* **Task directions**: Where the material below has a line containing "assert!(fixture.queue.enqueue(&video).is_none());", start repeating exactly, and keep going through the line containing "for task in", with no other lines.

--

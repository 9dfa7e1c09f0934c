use super::*;

use async_trait::async_trait;
use std::collections::HashSet;
use std::time::Duration;
use tempfile::TempDir;
use tokio::sync::Semaphore;

use crate::adapters::LocalStorageAdapter;

/// Executor that writes a marker file and reports a few progress steps.
/// Encodes block on the gate until a permit is available.
struct GatedExecutor {
    gate: Semaphore,
    fail_names: HashSet<String>,
    steps: Vec<u8>,
}

impl GatedExecutor {
    fn open() -> Self {
        Self {
            gate: Semaphore::new(Semaphore::MAX_PERMITS),
            fail_names: HashSet::new(),
            steps: vec![10, 50, 40, 90],
        }
    }

    fn closed() -> Self {
        Self {
            gate: Semaphore::new(0),
            ..Self::open()
        }
    }

    fn failing(name: &str) -> Self {
        let mut executor = Self::open();
        executor.fail_names.insert(name.to_string());
        executor
    }
}

#[async_trait]
impl ExecutePort for GatedExecutor {
    async fn transcode_to_compat(
        &self,
        input: &Path,
        output: &Path,
        on_progress: &ProgressFn,
    ) -> Result<(), DomainError> {
        let permit = self
            .gate
            .acquire()
            .await
            .map_err(|e| DomainError::Runtime(e.to_string()))?;
        permit.forget();

        let name = display_name_of(input);
        tokio::fs::write(output, format!("transcoded {}", name))
            .await
            .map_err(|e| DomainError::fs("write", output, e))?;
        for step in &self.steps {
            on_progress(*step);
        }
        if self.fail_names.contains(&name) {
            return Err(DomainError::Transcode(format!("exit code 1: cannot encode {}", name)));
        }
        Ok(())
    }

    async fn extract_segment(&self, _: &Path, _: f64, _: f64, _: &Path) -> Result<(), DomainError> {
        Ok(())
    }

    async fn concat_files(&self, _: &Path, _: &Path) -> Result<(), DomainError> {
        Ok(())
    }
}

#[derive(Default)]
struct RecordingNotifier {
    snapshots: Mutex<Vec<Vec<Task>>>,
}

impl RecordingNotifier {
    fn snapshots(&self) -> Vec<Vec<Task>> {
        self.snapshots.lock().unwrap().clone()
    }
}

impl NotifyPort for RecordingNotifier {
    fn publish(&self, snapshot: &[Task]) {
        self.snapshots.lock().unwrap().push(snapshot.to_vec());
    }
}

struct Fixture {
    temp_dir: TempDir,
    executor: Arc<GatedExecutor>,
    notifier: Arc<RecordingNotifier>,
    queue: TranscodeQueue,
}

impl Fixture {
    fn new(executor: GatedExecutor) -> Self {
        let temp_dir = TempDir::new().unwrap();
        let executor = Arc::new(executor);
        let notifier = Arc::new(RecordingNotifier::default());
        let storage = Arc::new(LocalStorageAdapter::new(temp_dir.path().join("staged")));
        let queue = TranscodeQueue::new(
            Arc::clone(&executor) as Arc<dyn ExecutePort>,
            storage,
            Arc::clone(&notifier) as Arc<dyn NotifyPort>,
        )
        .unwrap();
        Self {
            temp_dir,
            executor,
            notifier,
            queue,
        }
    }

    fn video(&self, name: &str) -> PathBuf {
        let path = self.temp_dir.path().join(name);
        std::fs::write(&path, format!("original {}", name)).unwrap();
        path
    }

    async fn settle(&self) {
        tokio::time::timeout(Duration::from_secs(5), self.queue.wait_until_idle())
            .await
            .expect("queue did not drain");
    }
}

fn statuses(tasks: &[Task]) -> Vec<TaskStatus> {
    tasks.iter().map(|task| task.status).collect()
}

#[test]
fn test_new_requires_runtime() {
    let temp_dir = TempDir::new().unwrap();
    let result = TranscodeQueue::new(
        Arc::new(GatedExecutor::open()),
        Arc::new(LocalStorageAdapter::new(temp_dir.path())),
        Arc::new(RecordingNotifier::default()),
    );
    assert!(matches!(result, Err(DomainError::Runtime(_))));
}

#[tokio::test]
async fn test_duplicate_enqueue_is_noop() {
    let fixture = Fixture::new(GatedExecutor::closed());
    let video = fixture.video("a.mp4");

    assert!(fixture.queue.enqueue(&video).is_some());
    assert!(fixture.queue.enqueue(&video).is_none());

    let tasks = fixture.queue.snapshot();
    assert_eq!(tasks.len(), 1);
    assert_eq!(tasks[0].display_name, "a.mp4");
    assert_eq!(tasks[0].status, TaskStatus::Processing);

    fixture.executor.gate.add_permits(1);
    fixture.settle().await;
}

#[tokio::test]
async fn test_single_task_processing_in_fifo_order() {
    let fixture = Fixture::new(GatedExecutor::closed());
    let a = fixture.video("a.mp4");
    let b = fixture.video("b.mp4");
    let c = fixture.video("c.mp4");

    fixture.queue.enqueue(&a);
    fixture.queue.enqueue(&b);
    fixture.queue.enqueue(&c);
    assert_eq!(
        statuses(&fixture.queue.snapshot()),
        vec![TaskStatus::Processing, TaskStatus::Pending, TaskStatus::Pending]
    );
    assert!(!fixture.queue.is_idle());

    fixture.executor.gate.add_permits(3);
    fixture.settle().await;

    let snapshots = fixture.notifier.snapshots();
    for snapshot in &snapshots {
        let processing = snapshot
            .iter()
            .filter(|task| task.status == TaskStatus::Processing)
            .count();
        assert!(processing <= 1);
    }

    let mut started = Vec::new();
    for snapshot in &snapshots {
        for task in snapshot {
            if task.status == TaskStatus::Processing && !started.contains(&task.id) {
                started.push(task.id);
            }
        }
    }
    let ids: Vec<u64> = fixture.queue.snapshot().iter().map(|task| task.id).collect();
    assert_eq!(started, ids);
    assert!(fixture
        .queue
        .snapshot()
        .iter()
        .all(|task| task.status == TaskStatus::Completed && task.progress == 100));
}

#[tokio::test]
async fn test_success_replaces_original_and_archives_it() {
    let fixture = Fixture::new(GatedExecutor::open());
    let video = fixture.video("clip.mov");

    fixture.queue.enqueue(&video);
    fixture.settle().await;

    assert_eq!(std::fs::read_to_string(&video).unwrap(), "transcoded clip.mov");
    let archived = fixture.temp_dir.path().join("staged/transcoded/clip.mov");
    assert_eq!(std::fs::read_to_string(archived).unwrap(), "original clip.mov");
    assert!(!fixture.temp_dir.path().join("staged/transcode_work").exists());
}

#[tokio::test]
async fn test_failure_keeps_original_and_cleans_scratch() {
    let fixture = Fixture::new(GatedExecutor::failing("bad.mp4"));
    let video = fixture.video("bad.mp4");

    fixture.queue.enqueue(&video);
    fixture.settle().await;

    let tasks = fixture.queue.snapshot();
    assert_eq!(tasks[0].status, TaskStatus::Failed);
    assert!(tasks[0].error.as_deref().unwrap().contains("cannot encode bad.mp4"));
    assert_eq!(std::fs::read_to_string(&video).unwrap(), "original bad.mp4");
    assert!(!fixture.temp_dir.path().join("staged/transcode_work").exists());
}

#[tokio::test]
async fn test_failure_does_not_stop_scheduler() {
    let fixture = Fixture::new(GatedExecutor::failing("bad.mp4"));
    let bad = fixture.video("bad.mp4");
    let good = fixture.video("good.mp4");

    fixture.queue.enqueue(&bad);
    fixture.queue.enqueue(&good);
    fixture.settle().await;

    assert_eq!(
        statuses(&fixture.queue.snapshot()),
        vec![TaskStatus::Failed, TaskStatus::Completed]
    );
}

#[tokio::test]
async fn test_missing_source_fails_task() {
    let fixture = Fixture::new(GatedExecutor::open());
    let missing = fixture.temp_dir.path().join("gone.mp4");

    fixture.queue.enqueue(&missing);
    fixture.settle().await;

    let tasks = fixture.queue.snapshot();
    assert_eq!(tasks[0].status, TaskStatus::Failed);
    assert!(tasks[0].error.is_some());
}

#[tokio::test]
async fn test_resubmission_after_terminal_state_creates_new_task() {
    let fixture = Fixture::new(GatedExecutor::open());
    let video = fixture.video("a.mp4");

    let first = fixture.queue.enqueue(&video).unwrap();
    fixture.settle().await;
    let second = fixture.queue.enqueue(&video).unwrap();
    fixture.settle().await;

    assert_ne!(first, second);
    assert_eq!(
        statuses(&fixture.queue.snapshot()),
        vec![TaskStatus::Completed, TaskStatus::Completed]
    );
}

#[tokio::test]
async fn test_clear_keeps_active_tasks() {
    let fixture = Fixture::new(GatedExecutor::closed());
    let a = fixture.video("a.mp4");
    let b = fixture.video("b.mp4");
    let c = fixture.video("c.mp4");

    fixture.queue.enqueue(&a);
    fixture.executor.gate.add_permits(1);
    tokio::time::timeout(Duration::from_secs(5), async {
        while fixture.queue.snapshot()[0].status != TaskStatus::Completed {
            tokio::time::sleep(Duration::from_millis(5)).await;
        }
    })
    .await
    .unwrap();

    fixture.queue.enqueue(&b);
    fixture.queue.enqueue(&c);
    fixture.queue.clear();

    let tasks = fixture.queue.snapshot();
    assert_eq!(statuses(&tasks), vec![TaskStatus::Processing, TaskStatus::Pending]);
    assert_eq!(tasks[0].source_path, b);

    let last = fixture.notifier.snapshots().pop().unwrap();
    assert_eq!(last, tasks);

    fixture.executor.gate.add_permits(2);
    fixture.settle().await;
}

#[tokio::test]
async fn test_progress_is_monotonic_and_bounded() {
    let fixture = Fixture::new(GatedExecutor::open());
    let video = fixture.video("a.mp4");

    let id = fixture.queue.enqueue(&video).unwrap();
    fixture.settle().await;

    let mut last = 0u8;
    let mut seen = Vec::new();
    for snapshot in fixture.notifier.snapshots() {
        let task = snapshot.iter().find(|task| task.id == id).unwrap();
        assert!(task.progress <= 100);
        if task.status == TaskStatus::Processing {
            assert!(task.progress >= last);
            last = task.progress;
            if seen.last() != Some(&task.progress) {
                seen.push(task.progress);
            }
        }
    }
    // The regression from 50 to 40 is dropped
    assert_eq!(seen, vec![0, 10, 50, 90]);
}

#[tokio::test]
async fn test_wait_until_idle_on_empty_queue() {
    let fixture = Fixture::new(GatedExecutor::open());
    assert!(fixture.queue.is_idle());
    fixture.settle().await;
}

--

* **Reply**:
    assert!(fixture.queue.enqueue(&video).is_none());

    let tasks = fixture.queue.snapshot();
    assert_eq!(tasks.len(), 1);
    assert_eq!(tasks[0].display_name, "a.mp4");
    assert_eq!(tasks[0].status, TaskStatus::Processing);

    fixture.executor.gate.add_permits(1);
    fixture.settle().await;
}

#[tokio::test]
async fn test_single_task_processing_in_fifo_order() {
    let fixture = Fixture::new(GatedExecutor::closed());
    let a = fixture.video("a.mp4");
    let b = fixture.video("b.mp4");
    let c = fixture.video("c.mp4");

    fixture.queue.enqueue(&a);
    fixture.queue.enqueue(&b);
    fixture.queue.enqueue(&c);
    assert_eq!(
        statuses(&fixture.queue.snapshot()),
        vec![TaskStatus::Processing, TaskStatus::Pending, TaskStatus::Pending]
    );
    assert!(!fixture.queue.is_idle());

    fixture.executor.gate.add_permits(3);
    fixture.settle().await;

    let snapshots = fixture.notifier.snapshots();
    for snapshot in &snapshots {
        let processing = snapshot
            .iter()
            .filter(|task| task.status == TaskStatus::Processing)
            .count();
        assert!(processing <= 1);
    }

    let mut started = Vec::new();
    for snapshot in &snapshots {
        for task in snapshot {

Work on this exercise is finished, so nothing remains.